In the event of an accident at work, the employer has a number of obligations which need to be fulfilled. The first one is to provide first aid activities in order to protect the victim and ensure that the subject is transported to the nearest health facility or INAIL clinic.
The injured person must immediately inform the employer of the accident, regardless of the extent of the accident. This phase is very delicate as the transparency and veracity of the information will be relevant when the entrepreneur reports the accident to INAIL.
The employer must then meet the obligations towards the insurance authority, INAIL - National Institute for Insurance against Accidents at Work.
The second and main fulfilment is the telematic complaint to INAIL. On the point, the discipline differs depending on the duration of the prognosis. The entrepreneur is required to report to INAIL, within two days from when it was known, any accident involving a prognosis greater than three days, not to mention the one in which the event occurred. For any fatal or life-threatening injury, the complaint to INAIL must be made within 24 hours after it has been reported.
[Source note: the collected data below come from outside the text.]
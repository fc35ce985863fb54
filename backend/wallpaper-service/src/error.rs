//! Error types for wallpaper-service
//!
//! Leaf enums cover the individual stages (fetching, selecting, transcoding,
//! caching); `AppError` carries the stage attribution the HTTP layer needs to
//! produce the endpoint's fixed plain-text error bodies.

use actix_web::{http::StatusCode, HttpResponse};
use thiserror::Error;

/// Result type for wallpaper-service operations
pub type Result<T> = std::result::Result<T, AppError>;

/// Errors from a single upstream HTTP round-trip.
///
/// `Transport` means the host could not be reached (or the body could not be
/// read/decoded); `Status` means the host answered with a non-2xx status.
#[derive(Debug, Error)]
pub enum FetchError {
    #[error("could not reach upstream: {0}")]
    Transport(#[from] reqwest::Error),

    #[error("upstream responded with status {0}")]
    Status(reqwest::StatusCode),
}

/// Errors from the image transcoding stage.
#[derive(Debug, Error)]
pub enum TranscodeError {
    #[error("failed to decode source image: {0}")]
    Decode(#[source] image::ImageError),

    #[error("failed to encode JPEG: {0}")]
    Encode(#[source] image::ImageError),
}

/// Errors from feed-entry selection.
#[derive(Debug, Error)]
pub enum SelectError {
    #[error("no eligible entry in feed page")]
    NoEligibleEntry,
}

/// Cache-layer errors. These signal degraded mode and are always recovered
/// locally; they are intentionally not convertible into `AppError` so they
/// can never leak into an HTTP response.
#[derive(Debug, Error)]
pub enum CacheError {
    #[error("redis error: {0}")]
    Redis(#[from] redis::RedisError),

    #[error("cache operation timed out")]
    Timeout,
}

pub type CacheResult<T> = std::result::Result<T, CacheError>;

/// Top-level application error, attributed to the pipeline stage it occurred
/// in so the handler can emit the matching response body.
#[derive(Debug, Error)]
pub enum AppError {
    /// Feed fetch or decode failed while resolving the image URL
    #[error("error fetching latest image: {0}")]
    FeedFetch(#[source] FetchError),

    /// Feed page contained no eligible entry
    #[error("error fetching latest image: {0}")]
    NoEligibleEntry(#[from] SelectError),

    /// Image binary fetch failed
    #[error("error fetching image: {0}")]
    ImageFetch(#[source] FetchError),

    /// Transcoding the fetched image failed
    #[error("error resizing image: {0}")]
    Transcode(#[from] TranscodeError),
}

impl actix_web::ResponseError for AppError {
    fn status_code(&self) -> StatusCode {
        StatusCode::INTERNAL_SERVER_ERROR
    }

    fn error_response(&self) -> HttpResponse {
        let body = match self {
            AppError::FeedFetch(_) | AppError::NoEligibleEntry(_) => "Error fetching latest image",
            AppError::ImageFetch(_) => "Error fetching image",
            AppError::Transcode(_) => "Error resizing image",
        };

        HttpResponse::build(self.status_code())
            .content_type("text/plain; charset=utf-8")
            .body(body)
    }
}
//! Service layer for image resolution
//!
//! - `feed`: upstream listing schema and entry selection
//! - `fetcher`: HTTP access to the feed and image hosts
//! - `transcoder`: optional shrink-to-JPEG stage
//! - `pipeline`: cache-aside orchestration of the above

pub mod feed;
pub mod fetcher;
pub mod pipeline;
pub mod transcoder;

pub use fetcher::{HttpSource, ImageSource};
pub use pipeline::{ResolutionPipeline, ResolvedImage};
pub use transcoder::{JpegShrinker, PassThrough, Transcoder};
The economic coverage of workdays on which the employee does not perform any activity shall be borne by the company or INAIL as appropriate:
- For the day on which the accident occurs, the remuneration shall be borne entirely by the undertaking;
- The three days following that of the event are also entirely borne by the employer (we speak of "deficiency period");
- From the fourth day following that of the accident until returning to work, INAIL shall be responsible for the remuneration.
The complaint can be transmitted through the online application.
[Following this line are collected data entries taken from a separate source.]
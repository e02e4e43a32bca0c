//! File operations
//!
//! Regular files never report `WouldBlock`, so their reads and writes complete
//! on the first attempt and the file descriptor is not registered with the
//! reactor.

use crate::error::{OpError, OpResult};
use crate::runtime::Runtime;
use crate::table::{Handle, Payload};
use std::fs::File;
use std::io::{self, Read, Seek, SeekFrom, Write};
use std::os::unix::fs::{MetadataExt, OpenOptionsExt};
use std::path::{Path, PathBuf};
use std::time::SystemTime;

/// Open flags for files
#[derive(Debug, Clone, Copy, PartialEq, Eq)]
pub struct OpenOptions {
    read: bool,
    write: bool,
    create: bool,
    create_new: bool,
    truncate: bool,
    append: bool,
    mode: Option<u32>,
}

impl Default for OpenOptions {
    fn default() -> Self {
        Self {
            read: true,
            write: false,
            create: false,
            create_new: false,
            truncate: false,
            append: false,
            mode: None,
        }
    }
}

impl OpenOptions {
    pub fn new() -> Self {
        Self::default()
    }

    pub fn read(mut self, read: bool) -> Self {
        self.read = read;
        self
    }

    pub fn write(mut self, write: bool) -> Self {
        self.write = write;
        self
    }

    pub fn create(mut self, create: bool) -> Self {
        self.create = create;
        self
    }

    /// Fail with `AlreadyExists` if the path exists
    pub fn create_new(mut self, create_new: bool) -> Self {
        self.create_new = create_new;
        self
    }

    pub fn truncate(mut self, truncate: bool) -> Self {
        self.truncate = truncate;
        self
    }

    pub fn append(mut self, append: bool) -> Self {
        self.append = append;
        self
    }

    /// Permission bits for newly created files
    pub fn mode(mut self, mode: u32) -> Self {
        self.mode = Some(mode);
        self
    }

    /// Read-write, create, truncate
    pub fn for_create() -> Self {
        Self::new().read(true).write(true).create(true).truncate(true)
    }

    fn to_std(self) -> std::fs::OpenOptions {
        let mut options = std::fs::OpenOptions::new();
        options
            .read(self.read)
            .write(self.write)
            .append(self.append)
            .truncate(self.truncate)
            .create(self.create)
            .create_new(self.create_new);
        if let Some(mode) = self.mode {
            options.mode(mode);
        }
        options
    }
}

/// An open file
pub struct FileResource {
    file: File,
    path: PathBuf,
}

impl FileResource {
    pub fn open(path: &Path, options: OpenOptions) -> io::Result<Self> {
        let file = options.to_std().open(path)?;
        Ok(Self {
            file,
            path: path.to_path_buf(),
        })
    }

    pub fn path(&self) -> &Path {
        &self.path
    }

    pub(crate) fn read(&mut self, len: usize) -> OpResult<Vec<u8>> {
        let mut buf = vec![0u8; len];
        let n = loop {
            match self.file.read(&mut buf) {
                Ok(n) => break n,
                Err(e) if e.kind() == io::ErrorKind::Interrupted => continue,
                Err(e) => return Err(e.into()),
            }
        };
        buf.truncate(n);
        Ok(buf)
    }

    pub(crate) fn write(&mut self, data: &[u8]) -> OpResult<usize> {
        Ok(self.file.write(data)?)
    }

    pub(crate) fn seek(&mut self, from: SeekFrom) -> OpResult<u64> {
        Ok(self.file.seek(from)?)
    }

    pub(crate) fn stat(&self) -> OpResult<FileInfo> {
        let meta = self.file.metadata()?;
        Ok(FileInfo {
            is_file: meta.is_file(),
            is_dir: meta.is_dir(),
            is_symlink: meta.file_type().is_symlink(),
            size: meta.len(),
            mtime: meta.modified().ok(),
            mode: meta.mode(),
        })
    }

    pub(crate) fn truncate(&mut self, len: u64) -> OpResult<()> {
        Ok(self.file.set_len(len)?)
    }
}

/// File metadata returned by `op_fstat`
#[derive(Debug, Clone, PartialEq, Eq)]
pub struct FileInfo {
    pub is_file: bool,
    pub is_dir: bool,
    pub is_symlink: bool,
    pub size: u64,
    pub mtime: Option<SystemTime>,
    pub mode: u32,
}

pub(crate) fn open(rt: &Runtime, path: &Path, options: OpenOptions) -> OpResult<Handle> {
    let file = FileResource::open(path, options).map_err(|e| {
        let err = OpError::from(e);
        OpError::new(err.kind(), format!("{}, open '{}'", err.message(), path.display()))
    })?;
    rt.register(Payload::File(file))
}

fn with_file<T>(
    rt: &Runtime,
    rid: Handle,
    op: &str,
    f: impl FnOnce(&mut FileResource) -> OpResult<T>,
) -> OpResult<T> {
    rt.with_payload(rid, |payload| match payload {
        Payload::File(file) => f(file),
        other => Err(Runtime::wrong_kind(rid, other.kind(), op)),
    })
}

pub(crate) fn seek(rt: &Runtime, rid: Handle, from: SeekFrom) -> OpResult<u64> {
    with_file(rt, rid, "op_seek", |f| f.seek(from))
}

pub(crate) fn fstat(rt: &Runtime, rid: Handle) -> OpResult<FileInfo> {
    with_file(rt, rid, "op_fstat", |f| f.stat())
}

pub(crate) fn ftruncate(rt: &Runtime, rid: Handle, len: u64) -> OpResult<()> {
    with_file(rt, rid, "op_ftruncate", |f| f.truncate(len))
}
For details on the use of the application, please refer to the Annex.
Since December 23rd, 2015 the employer no longer has the obligation to keep the accident register or the related notes. Any register already owned by the employer, and at the time endorsed by the ASL competent for the territory, must be kept at the workplace for at least four years after the last registration and always available to the supervisory bodies.
We have finally reached the end of the accident reporting phase, but it is good to list the four fundamental elements that characterize the event as an accident, in order not to confuse this with other events that are treated differently by the legislation. In order to be able to talk about an accident at work, there must be more than one condition:
- the event must be traumatic;
- a link between the event and the work being carried out;
- the duration of abstention from work;
- the violent cause. The latter is the criterion of discernment for distinguishing the accident from work from the occupational disease.